Scott Curtis, head of digital and innovation, Spark Foundry

Google's move into out of home advertising shouldn't come as a surprise to anybody as it's a natural progression to link their wealth of digital data with the physical world. OOH plus mobile is a combination that works so well given mobile's ability to link data to a location. What makes this news so interesting is that Google have probably the biggest data set that it's possible to do this with.

What this should mean for Germany, and then the rest of the world, is that everyone wins because advertising will be better. Brands will be able to avoid wastage and get closer to the audiences they actually want to speak to, and consumers will be exposed to a greater proportion of advertising that is more relevant and useful to them.

At the end of the day, that's what advertising is all about, not annoyingly spamming ads out, but to use the available data to identify the right person that will find utility or entertainment from a brand's message.

Dan Larden, strategic partnerships director, global, Infectious Media

With the investment Google can bring to DOOH infrastructure, its involvement marks a big step forward. By using the technology it has built across the programmatic supply chain, there are a number of positive ways it can disrupt the sector.

Firstly, with its sell side technology Google can help media owners increase revenues through investing in infrastructure and automated supply technology. This means more publishers connected to the internet, helping real time to become the dominant DOOH buying method.

Secondly, with its buy side technology Google can bring together DOOH access points and add clever targeting and measurement tech. This will help brands justify more investment in the medium.

Lastly, the mooted Google acquisition of a media owner like Exterion would accelerate technical development, bringing an interesting new offer to DOOH. Buying DOOH programmatically is becoming feasible, we are right now working on our first client campaign.

Google's move into DOOH will hopefully mean a more connected and efficient media buying opportunity for advertisers, whilst shining a light on some outdated buying practices and models.

Nick Beck, CEO, Tug

The news that Google is getting into the OOH space based on them being able to 'close the loop', properly track the impact of OOH and enrich the data that powers it, is of significant interest for a number of reasons. Firstly, it means that there will finally be the ability to bring an actual 'programmatic' buying power to OOH, as opposed to purely dynamic ad insertion.

However, the impact of it will depend almost entirely on whether they are the media owner & operator or just a partner to existing infrastructure. If they go for the former - it's likely that they'll just be expanding their walled garden, which has limited benefits to big-spending OOH advertisers. The real opportunities exist where Google can bring their data & technology to an already mature marketplace to help advertisers become truly omnichannel.

Also, while this is interesting, Google has been slow to market with their traditional media offerings (audio, tv etc) so far. By the time they get to this, the tech may have already advanced beyond what they're bringing to the table now.

Carl Erik Kjærsgaard, CEO & co-founder, Blackwood Seven

Sixteen years on from the release of Minority Report, (but 36 years before the events of the movie) OOH programmatic advertising is now a reality. While the go-to references usually paint dystopian depictions of this future - the reality is this is a very positive progression for advertising.

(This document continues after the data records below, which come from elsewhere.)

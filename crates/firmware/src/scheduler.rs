//! The task which owns the [`Hub`] and therefore every piece of musical state.
//!
//! Everything that changes notes or timing funnels through here, one event at a time, so handlers never overlap.

use crate::{
    CvDac,
    controls::ConfigReceiver,
    midi::{EVENTS, UsbMidiOut},
    status::{DIRTY, StatusSender},
};
use embassy_futures::select::{Either4, select4};
use embassy_sync::{blocking_mutex::raw::CriticalSectionRawMutex, channel::Channel};
use embassy_time::{Instant, Timer};
use prisme_lib::hub::Hub;

/// Requests which are not MIDI.
#[derive(Debug, Copy, Clone, PartialEq, Eq)]
#[cfg_attr(feature = "defmt", derive(defmt::Format))]
pub enum Command {
    /// Silence everything.
    Panic,
    /// Follow the next controller moved with the aux CV output.
    LearnAux,
}

const COMMAND_QUEUE_LEN: usize = 4;
/// Requests from controls and the USB connection.
pub static COMMANDS: Channel<CriticalSectionRawMutex, Command, COMMAND_QUEUE_LEN> = Channel::new();

pub type DeviceHub = Hub<UsbMidiOut, CvDac>;

/// Waits for whichever comes first: an event, the next clock deadline, new configuration or a command.
#[embassy_executor::task]
pub async fn scheduler(
    mut hub: DeviceHub,
    mut config: ConfigReceiver<'static>,
    status: StatusSender<'static>,
) -> ! {
    status.send(hub.status());
    loop {
        let deadline = hub.next_deadline().unwrap_or(Instant::MAX);
        let operation = match select4(
            EVENTS.receive(),
            Timer::at(deadline),
            config.changed(),
            COMMANDS.receive(),
        )
        .await
        {
            Either4::First((event, received)) => hub.handle(event, received),
            Either4::Second(()) => hub.poll(Instant::now()),
            Either4::Third(new_config) => hub.reconfigure(&new_config, Instant::now()),
            Either4::Fourth(Command::Panic) => hub.panic(),
            Either4::Fourth(Command::LearnAux) => hub.learn_aux(),
        };
        // a burst of events can hold up polling past a deadline
        let operation = operation | hub.poll(Instant::now());

        if !operation.is_none() {
            status.send(hub.status());
            DIRTY.signal(());
        }
    }
}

As developments in our capacity to deal with data and develop smart technologies continue to flourish, brands and marketers are empowered to embrace marketing strategies that are truly real-time in nature. Advertising channels like this do not fit into a media plan devised months in advance - they need to be plugged in to dynamic, intelligent AI systems.

Google's development of programmatic OOH advertising does raise an interesting question for our current ecosystem: will advertisers move to inhouse their digital buying and operate directly? How will media agencies ensure they are still required as part of the process? Time will tell.